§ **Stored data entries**
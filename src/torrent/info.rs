//! Torrent information structures
//!
//! [`TorrentInfo`] is the immutable, resolved view of a torrent: its
//! identity, piece hashes and the layout mapping pieces onto files.

use std::path::PathBuf;

use anyhow::Result;
use sha1::{Digest, Sha1};

use crate::error::TorrentError;

/// One file of the torrent's on-disk layout
#[derive(Debug, Clone, PartialEq, Eq)]
pub struct TorrentFile {
    /// Path components relative to the output directory. For multi-file
    /// torrents the first component is the torrent name.
    pub path: Vec<String>,
    /// File size in bytes
    pub length: u64,
    /// Byte offset of this file within the concatenated torrent content
    pub offset: u64,
}

impl TorrentFile {
    /// Relative path of the file as a `PathBuf`
    pub fn relative_path(&self) -> PathBuf {
        self.path.iter().collect()
    }

    /// Offset one past the last byte of this file
    pub fn end(&self) -> u64 {
        self.offset + self.length
    }
}

/// A contiguous region of one file covered by a torrent byte range
#[derive(Debug, Clone, Copy, PartialEq, Eq)]
pub struct FileSlice {
    /// Index into [`TorrentInfo::files`]
    pub file_index: usize,
    /// Offset inside that file
    pub file_offset: u64,
    /// Number of bytes
    pub length: u64,
}

/// Resolved torrent metadata
#[derive(Debug, Clone)]
pub struct TorrentInfo {
    /// SHA1 hash of the bencoded info dictionary
    pub info_hash: [u8; 20],
    /// Torrent name
    pub name: String,
    /// Size of each piece in bytes (the last piece may be shorter)
    pub piece_length: u64,
    /// Piece hashes, one per piece
    pub pieces: Vec<[u8; 20]>,
    /// Files in layout order with cumulative offsets
    pub files: Vec<TorrentFile>,
    /// Sum of all file lengths
    pub total_length: u64,
    /// Tracker announce URLs in tier order, without duplicates
    pub trackers: Vec<String>,
    /// Whether the descriptor used the multi-file layout
    pub multi_file: bool,
}

impl TorrentInfo {
    /// Get number of pieces in torrent
    pub fn piece_count(&self) -> usize {
        self.pieces.len()
    }

    /// Check if this is a multi-file torrent
    pub fn is_multi_file(&self) -> bool {
        self.multi_file
    }

    /// Get info hash as a hex string
    pub fn info_hash_hex(&self) -> String {
        hex::encode(self.info_hash)
    }

    /// Generate info hash from info dictionary bytes
    pub fn generate_info_hash(info_dict_bytes: &[u8]) -> [u8; 20] {
        let mut hasher = Sha1::new();
        hasher.update(info_dict_bytes);
        hasher.finalize().into()
    }

    /// Parse piece hashes from the concatenated `pieces` field
    pub fn parse_piece_hashes(pieces_bytes: &[u8]) -> Result<Vec<[u8; 20]>> {
        if pieces_bytes.len() % 20 != 0 {
            return Err(TorrentError::invalid_descriptor_with_source(
                "Pieces field length must be a multiple of 20",
                format!("got {}", pieces_bytes.len()),
            ).into());
        }

        Ok(pieces_bytes
            .chunks_exact(20)
            .map(|chunk| {
                let mut hash = [0u8; 20];
                hash.copy_from_slice(chunk);
                hash
            })
            .collect())
    }

    /// Get piece hash for a specific piece index
    pub fn piece_hash(&self, index: u32) -> Option<[u8; 20]> {
        self.pieces.get(index as usize).copied()
    }

    /// Byte offset of a piece within the torrent content
    pub fn piece_offset(&self, index: u32) -> u64 {
        index as u64 * self.piece_length
    }

    /// Length of a piece; the last piece holds the remainder
    pub fn piece_len(&self, index: u32) -> u32 {
        let start = self.piece_offset(index);
        let end = (start + self.piece_length).min(self.total_length);
        end.saturating_sub(start) as u32
    }

    /// Get byte range `[start, end)` for a specific piece
    pub fn piece_range(&self, index: u32) -> Option<(u64, u64)> {
        if index as usize >= self.pieces.len() {
            return None;
        }
        let start = self.piece_offset(index);
        Some((start, start + self.piece_len(index) as u64))
    }

    /// Number of blocks a piece splits into
    pub fn block_count(&self, index: u32, block_size: u32) -> u32 {
        self.piece_len(index).div_ceil(block_size)
    }

    /// Length of the block at `offset` within a piece
    pub fn block_len(&self, index: u32, offset: u32, block_size: u32) -> u32 {
        self.piece_len(index).saturating_sub(offset).min(block_size)
    }

    /// Map a torrent byte range onto the files it covers.
    ///
    /// Zero-length files never appear in the result.
    pub fn file_slices(&self, offset: u64, length: u64) -> Vec<FileSlice> {
        let end = offset + length;
        self.files
            .iter()
            .enumerate()
            .filter(|(_, file)| file.length > 0 && file.offset < end && file.end() > offset)
            .map(|(file_index, file)| {
                let start = offset.max(file.offset);
                let stop = end.min(file.end());
                FileSlice {
                    file_index,
                    file_offset: start - file.offset,
                    length: stop - start,
                }
            })
            .collect()
    }
}
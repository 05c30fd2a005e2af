//! Peer module
//!
//! Peer connection tasks and their state.

pub mod connection;
pub mod state;

// Re-export main types
pub use connection::{attach, connect, ConnectionParams, PeerCommand, PeerEvent, PeerEventKind, PeerHandle};
pub use state::{ConnectionState, PeerState, Throughput};
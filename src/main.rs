//! torrent-fetch - Main entry point
//!
//! Downloads one torrent and exits: 0 when it completes, 1 on a terminal
//! session error, 130 when interrupted.

use std::process::ExitCode;

use anyhow::{Context, Result};
use torrent_fetch::cli::progress::format_bytes;
use torrent_fetch::{CliArgs, Config, Engine, ProgressDisplay, SessionEvent, SessionHandle};
use tracing::{debug, error, info, warn};

/// Set up panic handler for unexpected errors
fn setup_panic_handler() {
    std::panic::set_hook(Box::new(|panic_info| {
        let backtrace = std::backtrace::Backtrace::capture();
        match panic_info.location() {
            Some(location) => error!(
                "PANIC occurred at {}:{}:{}",
                location.file(),
                location.line(),
                location.column()
            ),
            None => error!("PANIC occurred at an unknown location"),
        }
        let payload = panic_info.payload();
        if let Some(s) = payload.downcast_ref::<&str>() {
            error!("Panic message: {}", s);
        } else if let Some(s) = payload.downcast_ref::<String>() {
            error!("Panic message: {}", s);
        } else {
            error!("Panic message: unknown");
        }
        error!("Backtrace:\n{:?}", backtrace);
    }));
}

/// Initialize logging based on verbosity settings
fn init_logging(args: &CliArgs) {
    let subscriber = tracing_subscriber::fmt()
        .with_max_level(args.log_level())
        .with_target(false)
        .with_thread_ids(false)
        .with_file(false)
        .with_line_number(false);

    if args.verbose {
        subscriber.pretty().init();
    } else {
        subscriber.compact().init();
    }
    debug!("Logging initialized at {:?}", args.log_level());
}

/// How the download ended
enum Outcome {
    Done,
    Failed,
    Interrupted,
}

#[tokio::main]
async fn main() -> ExitCode {
    setup_panic_handler();
    let args = CliArgs::parse_args();
    init_logging(&args);
    debug!("CLI arguments: {:?}", args);

    match run(&args).await {
        Ok(Outcome::Done) => ExitCode::SUCCESS,
        Ok(Outcome::Failed) => ExitCode::from(1),
        Ok(Outcome::Interrupted) => ExitCode::from(130),
        Err(e) => {
            error!("{:#}", e);
            ExitCode::from(1)
        }
    }
}

async fn run(args: &CliArgs) -> Result<Outcome> {
    let cwd = std::env::current_dir().context("Cannot determine the current directory")?;
    let config = Config::from_args(args, &cwd).context("Invalid configuration")?;
    info!("Saving into {}", config.output_dir().display());

    let engine = Engine::new(config.engine.clone())?;
    let handle = engine
        .add(config.source.clone(), config.add.clone())
        .await
        .context("Failed to add torrent")?;
    info!("Added torrent {}", handle.info_hash_hex());

    let outcome = tokio::select! {
        outcome = follow(handle, ProgressDisplay::new(config.quiet)) => outcome,
        _ = shutdown_signal() => {
            warn!("Interrupted, shutting down");
            Outcome::Interrupted
        }
    };

    engine.shutdown_all().await;
    info!("Shut down cleanly");
    Ok(outcome)
}

/// Report events until the session finishes or fails
async fn follow(mut handle: SessionHandle, mut display: ProgressDisplay) -> Outcome {
    while let Some(event) = handle.next_event().await {
        match event {
            SessionEvent::Progress { .. } => {
                display.update(&handle.progress());
            }
            SessionEvent::Done => {
                let progress = handle.progress();
                display.complete(&progress);
                info!("Wrote {} ({})", progress.name.unwrap_or_default(), format_bytes(progress.total_bytes));
                return Outcome::Done;
            }
            SessionEvent::Error(e) => {
                error!("{} error: {}", e.kind(), e);
                return Outcome::Failed;
            }
            SessionEvent::PieceVerified(index) => debug!("Piece {} verified", index),
            SessionEvent::HashMismatch(index) => debug!("Piece {} failed verification", index),
        }
    }
    Outcome::Failed
}

/// Resolves on Ctrl-C or, on Unix, SIGTERM
async fn shutdown_signal() {
    #[cfg(unix)]
    {
        use tokio::signal::unix::{signal, SignalKind};
        match signal(SignalKind::terminate()) {
            Ok(mut term) => {
                tokio::select! {
                    _ = tokio::signal::ctrl_c() => {}
                    _ = term.recv() => {}
                }
                return;
            }
            Err(e) => warn!("Cannot listen for SIGTERM: {}", e),
        }
    }
    if let Err(e) = tokio::signal::ctrl_c().await {
        warn!("Cannot listen for Ctrl-C: {}", e);
        std::future::pending::<()>().await;
    }
}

§ **EXERCISE BRIEF**
Please make an exact copy of the lines above from the line with "use crate::error::TorrentError;" through the line with "the torrent name.", both ends included.

§ **THE ANSWER**
use crate::error::TorrentError;

/// One file of the torrent's on-disk layout
#[derive(Debug, Clone, PartialEq, Eq)]
pub struct TorrentFile {
    /// Path components relative to the output directory. For multi-file
    /// torrents the first component is the torrent name.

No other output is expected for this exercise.